Figure 1.

Schematic of the methodology and morphology of iNgn2 neurons. (A) Top panel illustrates the action of the transgenes in inducing the expression of Ngn2 in generating the iNgn2 neurons. The addition of doxycycline (Dox) results in the binding of Dox to the transactivator (rtTA) expressed of a constitutively active human ubiquitin C promoter, changing the conformation of rtTA to promote binding of the rtTA-Dox complex to the inducible TetO promoter, thereby activating the expression of Ngn2 and the puromycin (Puro) resistance marker.

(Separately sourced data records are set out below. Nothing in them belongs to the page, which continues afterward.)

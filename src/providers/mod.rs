//! Provider clients
//!
//! One adapter per upstream vendor behind a common contract: translate a
//! uniform `(prompt, version)` call into the vendor's HTTP exchange, map
//! its failures into the gateway taxonomy, and normalize token accounting.
//! Dispatch is a closed enum resolved by the factory at the composition
//! root; clients never know about each other.

pub mod bedrock;
pub mod claude;
pub mod gemini;
pub mod mistral;
pub mod openai;
pub mod vertex;

use std::future::Future;
use std::sync::Arc;
use std::time::{Duration, Instant};

use once_cell::sync::Lazy;
use serde::{Deserialize, Serialize};

use crate::config::{KeyStore, Settings};
use crate::gateway::context::{estimate_tokens, RequestContext};
use crate::gateway::error::{GatewayError, GatewayResult};
use crate::gateway::types::QueryResult;

/// Default sampling temperature sent to every provider.
pub const DEFAULT_TEMPERATURE: f64 = 0.7;
/// Output cap for the chat-style providers.
pub const DEFAULT_MAX_OUTPUT_TOKENS: u32 = 150;
/// Output cap for Bedrock and Vertex, which serve longer completions.
pub const LARGE_MAX_OUTPUT_TOKENS: u32 = 1024;

/// Stable wire tag for each supported upstream.
#[derive(Debug, Clone, Copy, PartialEq, Eq, Hash, Serialize, Deserialize)]
pub enum ModelType {
    #[serde(rename = "openai")]
    OpenAi,
    #[serde(rename = "gemini")]
    Gemini,
    #[serde(rename = "mistral")]
    Mistral,
    #[serde(rename = "claude")]
    Claude,
    #[serde(rename = "vertex_ai")]
    VertexAi,
    #[serde(rename = "bedrock")]
    Bedrock,
}

impl ModelType {
    pub fn as_str(&self) -> &'static str {
        match self {
            ModelType::OpenAi => "openai",
            ModelType::Gemini => "gemini",
            ModelType::Mistral => "mistral",
            ModelType::Claude => "claude",
            ModelType::VertexAi => "vertex_ai",
            ModelType::Bedrock => "bedrock",
        }
    }

    pub fn from_str(s: &str) -> Option<Self> {
        match s.to_lowercase().as_str() {
            "openai" => Some(ModelType::OpenAi),
            "gemini" => Some(ModelType::Gemini),
            "mistral" => Some(ModelType::Mistral),
            "claude" => Some(ModelType::Claude),
            "vertex_ai" => Some(ModelType::VertexAi),
            "bedrock" => Some(ModelType::Bedrock),
            _ => None,
        }
    }

    pub fn all() -> [ModelType; 6] {
        [
            ModelType::OpenAi,
            ModelType::Gemini,
            ModelType::Mistral,
            ModelType::Claude,
            ModelType::VertexAi,
            ModelType::Bedrock,
        ]
    }
}

impl std::fmt::Display for ModelType {
    fn fmt(&self, f: &mut std::fmt::Formatter<'_>) -> std::fmt::Result {
        write!(f, "{}", self.as_str())
    }
}

/// What a provider supports, for callers that branch on features.
#[derive(Debug, Clone, Serialize)]
pub struct Capabilities {
    pub supports_streaming: bool,
    pub supports_json_schema: bool,
    pub max_tokens: u32,
    pub supported_regions: &'static [&'static str],
}

// ============================================
// Shared HTTP clients
// ============================================

/// Process-wide pooled HTTP client for provider calls. Built once; never
/// constructed per request.
pub fn shared_client() -> &'static reqwest::Client {
    static CLIENT: Lazy<reqwest::Client> = Lazy::new(|| {
        let settings = crate::config::settings();
        reqwest::Client::builder()
            .timeout(Duration::from_secs(settings.http_timeout_secs))
            .connect_timeout(Duration::from_secs(10))
            .pool_max_idle_per_host(settings.http_max_idle_per_host)
            .pool_idle_timeout(Duration::from_secs(settings.http_idle_timeout_secs))
            .build()
            .unwrap_or_default()
    });
    &CLIENT
}

/// Short-timeout client for availability probes.
pub fn probe_client() -> &'static reqwest::Client {
    static CLIENT: Lazy<reqwest::Client> = Lazy::new(|| {
        reqwest::Client::builder()
            .timeout(Duration::from_secs(5))
            .connect_timeout(Duration::from_secs(5))
            .build()
            .unwrap_or_default()
    });
    &CLIENT
}

// ============================================
// Client contract
// ============================================

/// Uniform contract implemented by every vendor adapter.
pub trait ProviderClient: Send + Sync {
    fn model_type(&self) -> ModelType;

    fn capabilities(&self) -> Capabilities;

    /// Documented default model version for this provider.
    fn default_version(&self) -> &'static str;

    /// Versions accepted without being replaced by the default.
    fn allowed_versions(&self) -> &'static [&'static str];

    /// Resolve a requested version against the allowlist; empty or
    /// unrecognized versions map to the default.
    fn resolve_version(&self, requested: Option<&str>) -> String {
        match requested {
            Some(v) if self.allowed_versions().contains(&v) => v.to_string(),
            _ => self.default_version().to_string(),
        }
    }

    /// Run one prompt against the upstream. Never retries by itself;
    /// `num_retries` is filled in by the retry engine.
    fn query(
        &self,
        ctx: &RequestContext,
        prompt: &str,
        version: &str,
    ) -> impl Future<Output = GatewayResult<QueryResult>> + Send;

    /// Cheap liveness probe; any 2xx from the vendor's catalog endpoint
    /// counts as available.
    fn check_availability(&self) -> impl Future<Output = bool> + Send;
}

/// Closed dispatch over the vendor adapters.
#[derive(Clone)]
pub enum Client {
    OpenAi(openai::OpenAiClient),
    Gemini(gemini::GeminiClient),
    Mistral(mistral::MistralClient),
    Claude(claude::ClaudeClient),
    VertexAi(vertex::VertexAiClient),
    Bedrock(bedrock::BedrockClient),
}

impl Client {
    pub fn model_type(&self) -> ModelType {
        match self {
            Client::OpenAi(c) => c.model_type(),
            Client::Gemini(c) => c.model_type(),
            Client::Mistral(c) => c.model_type(),
            Client::Claude(c) => c.model_type(),
            Client::VertexAi(c) => c.model_type(),
            Client::Bedrock(c) => c.model_type(),
        }
    }

    pub fn capabilities(&self) -> Capabilities {
        match self {
            Client::OpenAi(c) => c.capabilities(),
            Client::Gemini(c) => c.capabilities(),
            Client::Mistral(c) => c.capabilities(),
            Client::Claude(c) => c.capabilities(),
            Client::VertexAi(c) => c.capabilities(),
            Client::Bedrock(c) => c.capabilities(),
        }
    }

    pub fn resolve_version(&self, requested: Option<&str>) -> String {
        match self {
            Client::OpenAi(c) => c.resolve_version(requested),
            Client::Gemini(c) => c.resolve_version(requested),
            Client::Mistral(c) => c.resolve_version(requested),
            Client::Claude(c) => c.resolve_version(requested),
            Client::VertexAi(c) => c.resolve_version(requested),
            Client::Bedrock(c) => c.resolve_version(requested),
        }
    }

    pub async fn query(
        &self,
        ctx: &RequestContext,
        prompt: &str,
        version: &str,
    ) -> GatewayResult<QueryResult> {
        match self {
            Client::OpenAi(c) => c.query(ctx, prompt, version).await,
            Client::Gemini(c) => c.query(ctx, prompt, version).await,
            Client::Mistral(c) => c.query(ctx, prompt, version).await,
            Client::Claude(c) => c.query(ctx, prompt, version).await,
            Client::VertexAi(c) => c.query(ctx, prompt, version).await,
            Client::Bedrock(c) => c.query(ctx, prompt, version).await,
        }
    }

    pub async fn check_availability(&self) -> bool {
        match self {
            Client::OpenAi(c) => c.check_availability().await,
            Client::Gemini(c) => c.check_availability().await,
            Client::Mistral(c) => c.check_availability().await,
            Client::Claude(c) => c.check_availability().await,
            Client::VertexAi(c) => c.check_availability().await,
            Client::Bedrock(c) => c.check_availability().await,
        }
    }
}

/// Factory: resolve the adapter for a model tag.
pub fn client_for(model: ModelType, settings: &Arc<Settings>, keys: &Arc<KeyStore>) -> Client {
    let key = keys.api_key(model);
    match model {
        ModelType::OpenAi => Client::OpenAi(openai::OpenAiClient::new(Arc::clone(settings), key)),
        ModelType::Gemini => Client::Gemini(gemini::GeminiClient::new(Arc::clone(settings), key)),
        ModelType::Mistral => {
            Client::Mistral(mistral::MistralClient::new(Arc::clone(settings), key))
        }
        ModelType::Claude => Client::Claude(claude::ClaudeClient::new(Arc::clone(settings), key)),
        ModelType::VertexAi => {
            Client::VertexAi(vertex::VertexAiClient::new(Arc::clone(settings), key))
        }
        ModelType::Bedrock => {
            Client::Bedrock(bedrock::BedrockClient::new(Arc::clone(settings), key))
        }
    }
}

// ============================================
// Shared adapter helpers
// ============================================

/// Whether a credential triggers the offline short-circuit.
pub(crate) fn is_test_key(settings: &Settings, key: &str) -> bool {
    settings.allow_test_keys && key.starts_with("test_")
}

/// Deterministic synthetic result for `test_` credentials: short sleep, no
/// network. Offline demos and the test suite depend on this behavior.
pub(crate) async fn test_key_result(
    model: ModelType,
    prompt: &str,
    version: &str,
    start: Instant,
) -> QueryResult {
    tokio::time::sleep(Duration::from_millis(25)).await;
    let response = format!(
        "This is a canned {} response generated for offline use ({}).",
        model.as_str(),
        version
    );
    let input_tokens = estimate_tokens(prompt);
    let output_tokens = estimate_tokens(&response);
    QueryResult {
        response,
        response_time_ms: start.elapsed().as_millis() as u64,
        status_code: 200,
        input_tokens,
        output_tokens,
        total_tokens: input_tokens + output_tokens,
        num_retries: 0,
        error: None,
    }
}

fn truncate_detail(body: &str) -> String {
    let trimmed = body.trim();
    match trimmed.char_indices().nth(500) {
        Some((idx, _)) => format!("{}…", &trimmed[..idx]),
        None => trimmed.to_string(),
    }
}

/// Map an upstream HTTP status into the error taxonomy.
pub(crate) fn map_status(provider: ModelType, status: u16, body: &str) -> GatewayError {
    match status {
        429 => GatewayError::RateLimit {
            provider,
            detail: format!("{} returned 429: {}", provider, truncate_detail(body)),
        },
        s if s >= 500 => GatewayError::Unavailable {
            provider: Some(provider),
            detail: format!("{} returned {}: {}", provider, s, truncate_detail(body)),
        },
        s => GatewayError::Upstream {
            provider,
            code: s,
            retryable: false,
            detail: format!("{} returned {}: {}", provider, s, truncate_detail(body)),
        },
    }
}

/// Map a transport-level failure into the error taxonomy.
pub(crate) fn map_transport(provider: ModelType, err: &reqwest::Error) -> GatewayError {
    if err.is_timeout() {
        GatewayError::Timeout {
            provider: Some(provider),
            detail: format!("{} request timed out", provider),
        }
    } else if err.is_connect() {
        GatewayError::Unavailable {
            provider: Some(provider),
            detail: format!("{} unreachable: {}", provider, err),
        }
    } else {
        GatewayError::Unavailable {
            provider: Some(provider),
            detail: format!("{} transport error: {}", provider, err),
        }
    }
}

/// Fill token counts with the estimator when the provider omitted them and
/// keep the total consistent.
pub(crate) fn reconcile_tokens(
    prompt: &str,
    response: &str,
    input: Option<i64>,
    output: Option<i64>,
) -> (i64, i64, i64) {
    let input_tokens = input.unwrap_or_else(|| estimate_tokens(prompt));
    let output_tokens = output.unwrap_or_else(|| estimate_tokens(response));
    (input_tokens, output_tokens, input_tokens + output_tokens)
}

#[cfg(test)]
mod tests {
    use super::*;

    #[test]
    fn wire_tags_round_trip() {
        for model in ModelType::all() {
            assert_eq!(ModelType::from_str(model.as_str()), Some(model));
            let json = serde_json::to_string(&model).unwrap();
            assert_eq!(json, format!("\"{}\"", model.as_str()));
        }
        assert_eq!(ModelType::from_str("palm"), None);
    }

    #[test]
    fn status_mapping_follows_contract() {
        let err = map_status(ModelType::OpenAi, 429, "slow down");
        assert_eq!(err.kind(), "rate_limit");
        assert!(err.retryable());

        let err = map_status(ModelType::OpenAi, 503, "down");
        assert_eq!(err.kind(), "unavailable");
        assert!(err.retryable());

        let err = map_status(ModelType::OpenAi, 400, "bad prompt");
        assert!(!err.retryable());
        assert_eq!(err.upstream_status(), Some(400));
    }

    #[test]
    fn version_resolution_uses_allowlist() {
        let settings = Arc::new(Settings::default());
        let client = openai::OpenAiClient::new(settings, Some("test_key".into()));
        assert_eq!(client.resolve_version(Some("gpt-4")), "gpt-4");
        assert_eq!(client.resolve_version(Some("gpt-99")), "gpt-3.5-turbo");
        assert_eq!(client.resolve_version(None), "gpt-3.5-turbo");
        assert_eq!(client.resolve_version(Some("")), "gpt-3.5-turbo");
    }

    #[test]
    fn test_key_detection_honors_flag() {
        let mut settings = Settings::default();
        assert!(is_test_key(&settings, "test_abc"));
        assert!(!is_test_key(&settings, "sk-abc"));
        settings.allow_test_keys = false;
        assert!(!is_test_key(&settings, "test_abc"));
    }

    #[tokio::test]
    async fn synthetic_result_is_deterministic() {
        let a = test_key_result(ModelType::Claude, "hello", "claude-3-sonnet", Instant::now())
            .await;
        let b = test_key_result(ModelType::Claude, "hello", "claude-3-sonnet", Instant::now())
            .await;
        assert_eq!(a.response, b.response);
        assert_eq!(a.status_code, 200);
        assert_eq!(a.total_tokens, a.input_tokens + a.output_tokens);
        assert!(a.error.is_none());
    }

    #[test]
    fn token_reconciliation_prefers_reported_counts() {
        let (input, output, total) = reconcile_tokens("abcd", "efgh", Some(10), Some(5));
        assert_eq!((input, output, total), (10, 5, 15));

        let (input, output, total) = reconcile_tokens("abcd", "efghefgh", None, None);
        assert_eq!((input, output, total), (1, 2, 3));
    }
}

Stable cell lines were generated before neuronal induction with the use of the constitutively expressed blasticidin (Blast) resistance selective marker. The bottom two panels contain the timeline of iNgn2 neuron generation either by acute transduction of the Ngn2 lentivirus or induction of Ngn2 in an iNgn2-NPC stable cell line. Human iPSC or NPC were plated and transduced with the Ngn2 lentivirus at day -1 in the acute transduction method. Neuronal induction was started at Day 0 with the addition of Dox. Transduced cells were selected at Day 2 with the addition of Puro. Optionally, puro-selected iNgn2 cells can be replated at a desired density at Day 4. By Day 14, predominantly excitatory glutamatergic neurons are generated. (B) Phase contrast images of live iNgn2 neurons at various time points of Ngn2 induction. Scale bar represents 100 μm.